リスクの明確化:自動運転技術への期待が高まれば大きく上昇しますが、技術開発の遅延、事故の発生、規制強化などのネガティブニュースがあれば急落するリスクがあります。精神的な負担が大きいため、値動きに動揺しない覚悟が必要です。

3. テーマが廃れるリスク

自動運転技術は現在注目されていますが、技術的なブレークスルーが遅れたり、法規制が厳しくなったりすれば、市場の期待が急速に冷める可能性があります。

リスクの明確化:過去には「バイオテクノロジー」「3Dプリンター」「ブロックチェーン」など、一時的にブームになったテーマが期待外れに終わった例もあります。自動運転も同様のリスクがあることを理解しておく必要があります。

4. 分配金が出ない(再投資型)

このファンドは分配金を出さず、運用益を再投資する設計です。定期的なキャッシュフローを期待する投資家には向いていません。

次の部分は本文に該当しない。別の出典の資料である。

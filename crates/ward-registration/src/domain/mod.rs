//! # Domain Module
//!
//! Core domain types for registration coordination.

pub mod chain_roles;
pub mod entities;
pub mod errors;
pub mod invariants;
pub mod value_objects;

pub use chain_roles::*;
pub use entities::*;
pub use errors::*;
pub use invariants::*;
pub use value_objects::*;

リスクの明確化:長期的な資産形成には適していますが、退職後の生活費として定期的な収入を得たい方には不向きです。

5. 過去のパフォーマンスが保証されない

テーマ型ファンドは、市場の期待が高まっている時期には大きく上昇しますが、期待が剥落すると長期間低迷することもあります。

リスクの明確化:「過去5年間で2倍になった」というデータを見て投資しても、今後も同じように上昇するとは限りません。むしろ、高値掴みになるリスクもあります。

他商品との比較

eMAXIS Neo 自動運転と、類似のテーマ型・テクノロジー系ファンドを比較します。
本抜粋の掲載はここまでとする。